TASK:
Repeat exactly, and only, the lines of the entries below from the one with "pub fn todos(&self)" through the one with "let mut records = self.lock();", both ends included.

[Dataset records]
================

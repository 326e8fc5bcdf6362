//! In-memory todo backend
//!
//! [`RecordStore`] answers the same routes as the demo HTTP backend, so the
//! demo and its tests run without a server. It implements
//! [`Transport`] directly: requests never leave the process.
//!
//! | Route                | Answer                                 |
//! |----------------------|----------------------------------------|
//! | `GET /todos`         | the todo list                          |
//! | `POST /todos`        | new id, as text                        |
//! | `DELETE /todos/{id}` | `null`                                 |
//! | `PUT /todos/{id}`    | `null`, after toggling `completed`     |
//! | `PUT /errormode`     | the new error mode                     |
//!
//! While error mode is on, every `/todos` route answers with status 500.

use crate::types::Todo;
use futures::future::BoxFuture;
use optimistic_core::DispatchError;
use optimistic_runtime::{Method, Request, Transport};
use serde_json::{Value, json};
use std::sync::{Arc, Mutex, MutexGuard, PoisonError};
use std::time::Duration;

const ERROR_MODE_BODY: &str = r#"{"error":"Throwing because errormode is on!"}"#;

#[derive(Debug)]
struct Records {
    todos: Vec<Todo>,
    last_id: i64,
    error_mode: bool,
}

/// In-memory backend implementing [`Transport`]
///
/// Clones share the same records.
#[derive(Clone, Debug)]
pub struct RecordStore {
    records: Arc<Mutex<Records>>,
    latency: Duration,
}

impl RecordStore {
    /// A backend seeded with one todo, "learn react"
    #[must_use]
    pub fn new() -> Self {
        Self::with_todos(vec![Todo {
            id: 1,
            text: "learn react".to_string(),
            completed: false,
        }])
    }

    /// A backend holding exactly `todos`; new ids continue after the largest
    #[must_use]
    pub fn with_todos(todos: Vec<Todo>) -> Self {
        let last_id = todos.iter().map(|todo| todo.id).max().unwrap_or(0);
        Self {
            records: Arc::new(Mutex::new(Records {
                todos,
                last_id,
                error_mode: false,
            })),
            latency: Duration::ZERO,
        }
    }

    /// Delay every answer by `latency`
    #[must_use]
    pub const fn with_latency(mut self, latency: Duration) -> Self {
        self.latency = latency;
        self
    }

    /// Start with error mode switched on or off
    #[must_use]
    pub fn with_error_mode(self, on: bool) -> Self {
        self.lock().error_mode = on;
        self
    }

    /// Snapshot of the stored todos
    #[must_use]
    pub fn todos(&self) -> Vec<Todo> {
        self.lock().todos.clone()
    }

    /// Whether todo routes currently fail
    #[must_use]
    pub fn error_mode(&self) -> bool {
        self.lock().error_mode
    }

    fn lock(&self) -> MutexGuard<'_, Records> {
        self.records.lock().unwrap_or_else(PoisonError::into_inner)
    }

    fn handle(&self, request: &Request) -> Result<Value, DispatchError> {
        let path = path_of(&request.url);
        let segments: Vec<&str> = path.split('/').filter(|s| !s.is_empty()).collect();
        let mut records = self.lock();

        if segments.first() == Some(&"todos") && records.error_mode {
            tracing::debug!(method = %request.method, path, "Error mode on, failing request");
            return Err(DispatchError::Status {
                status: 500,
                body: ERROR_MODE_BODY.to_string(),
            });
        }

        match (request.method, segments.as_slice()) {
            (Method::Get, ["todos"]) => serde_json::to_value(&records.todos)
                .map_err(|e| DispatchError::Serialization(e.to_string())),
            (Method::Post, ["todos"]) => {
                let text = match &request.body {
                    Value::String(text) => text.clone(),
                    other => other.to_string(),
                };
                records.last_id += 1;
                let id = records.last_id;
                records.todos.push(Todo {
                    id,
                    text,
                    completed: false,
                });
                tracing::debug!(id, "Todo added");
                Ok(Value::String(id.to_string()))
            }
            (Method::Delete, ["todos", id]) => {
                let id = parse_id(id)?;
                records.todos.retain(|todo| todo.id != id);
                tracing::debug!(id, "Todo deleted");
                Ok(Value::Null)
            }
            (Method::Put, ["todos", id]) => {
                let id = parse_id(id)?;
                let todo = records
                    .todos
                    .iter_mut()
                    .find(|todo| todo.id == id)
                    .ok_or_else(|| not_found(path))?;
                todo.completed = !todo.completed;
                tracing::debug!(id, completed = todo.completed, "Todo updated");
                Ok(Value::Null)
            }
            (Method::Put, ["errormode"]) => {
                records.error_mode = !records.error_mode;
                tracing::info!(error_mode = records.error_mode, "Error mode toggled");
                Ok(Value::Bool(records.error_mode))
            }
            _ => Err(not_found(path)),
        }
    }
}

impl Default for RecordStore {
    fn default() -> Self {
        Self::new()
    }
}

impl Transport for RecordStore {
    fn call(&self, request: Request) -> BoxFuture<'static, Result<Value, DispatchError>> {
        let backend = self.clone();
        Box::pin(async move {
            if !backend.latency.is_zero() {
                tokio::time::sleep(backend.latency).await;
            }
            backend.handle(&request)
        })
    }
}

/// `http://host:port/todos/1` -> `/todos/1`
fn path_of(url: &str) -> &str {
    match url.split_once("://") {
        Some((_, rest)) => rest.find('/').map_or("/", |index| &rest[index..]),
        None => url,
    }
}

fn parse_id(segment: &str) -> Result<i64, DispatchError> {
    segment.parse().map_err(|_| DispatchError::Status {
        status: 400,
        body: format!("invalid todo id {segment:?}"),
    })
}

fn not_found(path: &str) -> DispatchError {
    DispatchError::Status {
        status: 404,
        body: format!("no route or record for {path}"),
    }
}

================

RESPONSE BELOW:
    pub fn todos(&self) -> Vec<Todo> {
        self.lock().todos.clone()
    }

    /// Whether todo routes currently fail
    #[must_use]
    pub fn error_mode(&self) -> bool {
        self.lock().error_mode
    }

    fn lock(&self) -> MutexGuard<'_, Records> {
        self.records.lock().unwrap_or_else(PoisonError::into_inner)
    }

    fn handle(&self, request: &Request) -> Result<Value, DispatchError> {
        let path = path_of(&request.url);
        let segments: Vec<&str> = path.split('/').filter(|s| !s.is_empty()).collect();
        let mut records = self.lock();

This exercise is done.